Wirkung ist daher nicht mit sofortiger Mobilisierung zu verwechseln. Sie liegt oft in der Veränderung des begrifflichen Rahmens, in dem Probleme wahrgenommen werden.


Offene Perspektive

Zwischen apokalyptischer Warnung und technokratischer Beschwichtigung liegt ein schmaler Grat. Es ist möglich, strukturelle Machtkonzentrationen ernst zu nehmen, ohne in deterministischen Fatalismus zu verfallen. Ebenso ist es möglich, technische Differenzierung vorzunehmen, ohne politische Implikationen zu verharmlosen.

Die digitale Überwachungsarchitektur unserer Zeit ist real. Sie ist komplex. Sie ist umkämpft. Und sie ist gestaltbar, solange demokratische Institutionen handlungsfähig bleiben.

Die Frage, ob wir uns an ihre Existenz gewöhnt haben, bleibt offen. Vielleicht besteht die Aufgabe nicht darin, Alarm zu schlagen oder zu beruhigen, sondern darin, die Entwicklung aufmerksam zu begleiten – auch mit den Mitteln, die einem zur Verfügung stehen. Manchmal sind das nur Stichwörter, die von einer Maschine ausgearbeitet werden. Doch auch aus Stichwörtern können Gedankengänge entstehen, die über den privaten Frühstückstisch hinausweisen.


Begriffserklärungen für Leserinnen und Leser

FISA Section 702: Teil eines US-Überwachungsgesetzes, das Behörden erlaubt, elektronische Kommunikation von Nicht-US-Personen im Ausland über US-Unternehmen auszuwerten.

Cloud-Infrastruktur: Externe Rechenzentren großer Anbieter, in denen Daten gespeichert und verarbeitet werden, ohne dass Nutzer eigene Server betreiben.

Künstliche Intelligenz (KI): Programme, die mithilfe statistischer Verfahren Muster erkennen, Texte generieren oder Vorhersagen treffen können.
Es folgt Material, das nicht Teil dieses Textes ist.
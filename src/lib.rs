#![no_std]

pub mod channel;
pub mod clock;
pub mod config;
pub mod gpio;
pub mod record;

pub use clock::EmbassyClock;
pub use config::*;
pub use record::{ButtonRecord, UNCONFIGURED};

use embassy_time::{Duration, Ticker};

/// 按钮的电平状态，与硬件的有效电平无关。
#[cfg_attr(feature = "defmt", derive(defmt::Format))]
#[derive(Debug, Clone, Copy, PartialEq, Eq)]
pub enum Level {
    Pressed,
    Released,
}

/// 按标识读取按钮电平的硬件抽象。
///
/// `slot` 是按钮记录在当前配置中的下标，实现可以用它做 O(1) 查找；
/// `id` 是记录的标识，用于校验或回退查找。
pub trait ButtonPins {
    /// 将引脚配置为上拉输入。重复调用必须是无害的。
    fn configure_pull_up(&mut self, slot: usize, id: u8);

    /// 读取原始电平。读取失败时应返回 `Level::Released`。
    fn read(&mut self, slot: usize, id: u8) -> Level;
}

/// 单调递增、允许回绕的毫秒时钟。
pub trait Clock {
    fn now_ms(&self) -> u32;
}

impl<C: Clock + ?Sized> Clock for &C {
    fn now_ms(&self) -> u32 {
        (**self).now_ms()
    }
}

/// 长按回调。按住期间每经过一个长按阈值就会被调用一次。
pub trait LongPressHandler {
    fn on_long_press(&mut self, id: u8);
}

impl<F: FnMut(u8)> LongPressHandler for F {
    fn on_long_press(&mut self, id: u8) {
        self(id)
    }
}

#[cfg_attr(feature = "defmt", derive(defmt::Format))]
#[derive(Debug, Clone, Copy, PartialEq, Eq)]
pub enum SetupError {
    /// 沿映射目标前进会回到 `id` 本身。
    MappingCycle { id: u8 },
}

impl core::fmt::Display for SetupError {
    fn fmt(&self, f: &mut core::fmt::Formatter<'_>) -> core::fmt::Result {
        match self {
            SetupError::MappingCycle { id } => {
                write!(f, "button mapping starting at pin {} forms a cycle", id)
            }
        }
    }
}

/// 非阻塞的轮询式按钮跟踪器。
///
/// 跟踪器借用调用方提供的按钮记录，每次 `update()` 对所有记录做一次消抖与分类，
/// 耗时只与按钮数量线性相关。它不做任何内部同步：`update()`、`reset()` 以及
/// 带重置的查询必须在同一个控制线程（或同一个任务）中调用。
pub struct ButtonTracker<'a, P: ButtonPins, C: Clock> {
    pins: P,
    clock: C,
    config: TrackerConfig,
    buttons: &'a mut [ButtonRecord],
    callback: Option<&'a mut dyn LongPressHandler>,
}

impl<'a, P: ButtonPins, C: Clock> ButtonTracker<'a, P, C> {
    /// 创建一个尚未绑定任何按钮的跟踪器。在 `setup` 之前 `update` 什么也不做。
    pub fn new(pins: P, clock: C, config: TrackerConfig) -> Self {
        Self {
            pins,
            clock,
            config,
            buttons: &mut [],
            callback: None,
        }
    }

    /// 绑定一组按钮记录以及可选的长按回调。
    ///
    /// 可以多次调用以切换配置。每个已配置的引脚都会被设置为上拉输入，
    /// 映射目标在新绑定的这一组记录中按标识解析。
    ///
    /// 映射成环的配置会被拒绝，此时之前的配置保持不变。
    ///
    /// 初始化诊断信息通过 `defmt` 输出，只有启用 `defmt` feature 时才存在；
    /// 未启用时 `SetupFlags::SILENT` 不产生任何效果。
    pub fn setup(
        &mut self,
        buttons: &'a mut [ButtonRecord],
        callback: Option<&'a mut dyn LongPressHandler>,
        flags: SetupFlags,
    ) -> Result<(), SetupError> {
        if let Some(id) = find_cycle(buttons) {
            #[cfg(feature = "defmt")]
            defmt::error!("[button] Mapping cycle at pin: {}", id);
            return Err(SetupError::MappingCycle { id });
        }

        self.buttons = buttons;
        self.callback = callback;

        #[cfg(feature = "defmt")]
        let verbose = !flags.contains(SetupFlags::SILENT);
        #[cfg(not(feature = "defmt"))]
        let _ = flags;

        #[cfg(feature = "defmt")]
        {
            if verbose {
                defmt::info!(
                    "[button] Setup long: {} double: {} debounce: {}ms",
                    self.config.long_press_ms(),
                    self.config.double_click_ms(),
                    self.config.debounce_ms()
                );
            }
        }

        for i in 0..self.buttons.len() {
            let id = self.buttons[i].id;
            if id == UNCONFIGURED {
                continue;
            }
            self.pins.configure_pull_up(i, id);

            let mapped_index = self.buttons[i]
                .mapped_to
                .and_then(|target| index_of(self.buttons, target));
            #[cfg(feature = "defmt")]
            {
                if let (Some(target), None) = (self.buttons[i].mapped_to, mapped_index) {
                    defmt::warn!("[button] Pin {} maps to unknown pin {}", id, target);
                }
            }
            self.buttons[i].mapped_index = mapped_index;

            #[cfg(feature = "defmt")]
            {
                if verbose {
                    defmt::info!("[button] Init button on pin: {}", id);
                }
            }
        }
        Ok(())
    }

    /// 推进一个采样周期。应以固定的短周期调用。
    pub fn update(&mut self) {
        let now = self.clock.now_ms();
        let debounce = self.config.debounce_ms();
        let double_click = self.config.double_click_ms();
        let long_press = self.config.long_press_ms();

        for (slot, button) in self.buttons.iter_mut().enumerate() {
            if !button.is_configured() {
                continue;
            }
            let reading = self.pins.read(slot, button.id);
            if reading != button.last_reading {
                button.last_change = now;
            }

            if now.wrapping_sub(button.last_change) > debounce && reading != button.level {
                match reading {
                    Level::Pressed => {
                        button.double_press = button
                            .last_press
                            .is_some_and(|start| now.wrapping_sub(start) < double_click);
                        button.duration = 0;
                        button.last_press = Some(now);
                    }
                    Level::Released => {
                        if let Some(start) = button.last_press {
                            button.duration = now.wrapping_sub(start);
                        }
                    }
                }
                button.level = reading;
                #[cfg(feature = "defmt")]
                defmt::trace!("[button] Pin {} -> {}", button.id, reading);
            }
            button.last_reading = reading;

            if reading == Level::Pressed && button.level == Level::Pressed {
                if let Some(callback) = self.callback.as_deref_mut() {
                    let held_long = button
                        .last_press
                        .is_some_and(|start| now.wrapping_sub(start) >= long_press);
                    let interval_elapsed = button
                        .last_callback
                        .map_or(true, |fired| now.wrapping_sub(fired) >= long_press);
                    if held_long && interval_elapsed {
                        #[cfg(feature = "defmt")]
                        defmt::trace!("[button] Long press on pin {}", button.id);
                        callback.on_long_press(button.id);
                        button.last_callback = Some(now);
                    }
                }
            }
            if reading == Level::Released {
                button.last_callback = None;
            }
        }

        for i in 0..self.buttons.len() {
            let source = self.buttons[i];
            if source.level != Level::Pressed {
                continue;
            }
            if let Some(target) = source.mapped_index {
                let target = &mut self.buttons[target];
                target.level = source.level;
                target.duration = source.duration;
                target.double_press = source.double_press;
                target.last_press = source.last_press;
            }
        }
    }

    /// 以 `period` 为周期持续调用 `update()`，供 embassy 任务使用。
    pub async fn run(&mut self, period: Duration) -> ! {
        let mut ticker = Ticker::every(period);
        loop {
            self.update();
            ticker.next().await;
        }
    }

    /// 是否完成了一次任意时长的按压。
    ///
    /// 注意：双击同样满足此查询。若同时检查单击与双击，应先查询双击版本。
    pub fn is_pressed(&mut self, id: u8, reset: bool) -> bool {
        self.check_press(id, 0, None, false, reset)
    }

    pub fn is_pressed_double(&mut self, id: u8, reset: bool) -> bool {
        self.check_press(id, 0, None, true, reset)
    }

    /// 是否完成了一次不超过长按阈值的按压。双击同样满足此查询。
    pub fn is_short_pressed(&mut self, id: u8, reset: bool) -> bool {
        let long_press = self.config.long_press_ms();
        self.check_press(id, 0, Some(long_press), false, reset)
    }

    pub fn is_short_pressed_double(&mut self, id: u8, reset: bool) -> bool {
        let long_press = self.config.long_press_ms();
        self.check_press(id, 0, Some(long_press), true, reset)
    }

    /// 是否完成了一次严格超过长按阈值的按压。双击同样满足此查询。
    pub fn is_long_pressed(&mut self, id: u8, reset: bool) -> bool {
        let long_press = self.config.long_press_ms();
        self.check_press(id, long_press, None, false, reset)
    }

    pub fn is_long_pressed_double(&mut self, id: u8, reset: bool) -> bool {
        let long_press = self.config.long_press_ms();
        self.check_press(id, long_press, None, true, reset)
    }

    /// 清除按钮 `id` 的按压状态，并级联清除所有映射到它的按钮。
    ///
    /// 标识与已解析的映射会被保留。未知标识不做任何事。
    pub fn reset(&mut self, id: u8) {
        let Some(index) = index_of(self.buttons, id) else {
            return;
        };
        let now = self.clock.now_ms();
        self.buttons[index].clear(now);
        for (i, button) in self.buttons.iter_mut().enumerate() {
            if i != index && button.mapped_to == Some(id) {
                button.clear(now);
            }
        }
    }

    /// 按标识查找按钮记录。未配置或未知的标识返回 `None`。
    pub fn state(&self, id: u8) -> Option<&ButtonRecord> {
        let buttons: &[ButtonRecord] = &*self.buttons;
        index_of(buttons, id).map(|index| &buttons[index])
    }

    pub fn buttons(&self) -> &[ButtonRecord] {
        &*self.buttons
    }

    pub fn config(&self) -> &TrackerConfig {
        &self.config
    }

    fn check_press(
        &mut self,
        id: u8,
        min_duration: u32,
        max_duration: Option<u32>,
        require_double: bool,
        reset: bool,
    ) -> bool {
        let Some(button) = self.state(id) else {
            return false;
        };
        let now = self.clock.now_ms();
        let double_click = self.config.double_click_ms();

        // 在双击窗口过去之前不分类，以便第二次按下还能被识别为双击。
        let settled = button.level == Level::Released
            && button.duration > 0
            && button
                .last_press
                .is_some_and(|start| now.wrapping_sub(start) > double_click);
        let duration_ok = button.duration > min_duration
            && max_duration.map_or(true, |max| button.duration <= max);
        let double_ok = !require_double || button.double_press;

        if settled && duration_ok && double_ok {
            if reset {
                self.reset(id);
            }
            return true;
        }
        false
    }
}

fn index_of(buttons: &[ButtonRecord], id: u8) -> Option<usize> {
    if id == UNCONFIGURED {
        return None;
    }
    buttons.iter().position(|button| button.id == id)
}

/// 从每个记录出发沿映射前进，若回到起点则返回起点的标识。
fn find_cycle(buttons: &[ButtonRecord]) -> Option<u8> {
    for (start, button) in buttons.iter().enumerate() {
        if !button.is_configured() {
            continue;
        }
        let mut current = start;
        for _ in 0..buttons.len() {
            let next = buttons[current]
                .mapped_to
                .and_then(|target| index_of(buttons, target));
            match next {
                Some(next) if next == start => return Some(button.id),
                Some(next) => current = next,
                None => break,
            }
        }
    }
    None
}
Algorithmische Profilbildung: Automatisierte Auswertung vieler Einzeldaten, um daraus ein Gesamtbild oder eine Risikoeinschätzung über eine Person oder ein Verhalten zu erstellen.

Interoperabilität: Fähigkeit verschiedener technischer Systeme, miteinander Daten auszutauschen und zusammenzuarbeiten.


Nachtrag

Eine beiläufige Suche nach der Formulierung „Frühstücksei und Datenarchiv“ führte zu einem überraschenden Ergebnis. Statt auf konkrete Fundstellen oder den eigenen Text zu verweisen, präsentierte die KI-gestützte Suchübersicht eine scheinbar stimmige Deutung dieser Wortkombination – mit Metaphern zur Rückverfolgbarkeit von Eiern, zu Stempelcodes, Metadaten und sogar zu einem „EGG“-Datenarchivprojekt.

Das Problem lag nicht in einzelnen sachlichen Fehlern. Vieles klang plausibel. Entscheidend war vielmehr die Verschiebung des Bezugsrahmens: Aus einer spezifischen, im Text entwickelten Metapher wurde eine allgemeine, frei konstruierte Bedeutungsarchitektur. Die Suchmaschine verwies nicht auf Quellen, sondern erzeugte eine eigenständige Interpretation.

Das ist technisch erklärbar. Generative Systeme zerlegen Anfragen in semantische Bestandteile und kombinieren wahrscheinliche Bedeutungsfelder. Doch genau darin liegt eine strukturelle Veränderung: Die Suche wird von der Verweisfunktion zur Synthesefunktion. Zwischen Nutzer und Quelle tritt eine algorithmische Deutungsschicht.

Damit verschiebt sich die Wahrnehmung dessen, was als „gefunden“ gilt. Nicht mehr nur Dokumente werden präsentiert, sondern vorstrukturierte Bedeutungen. Diese Entwicklung ist unspektakulär – und gerade deshalb bemerkenswert. Denn sie zeigt, wie sehr sich Informationszugang bereits verändert hat, oft ohne dass wir es bewusst registrieren.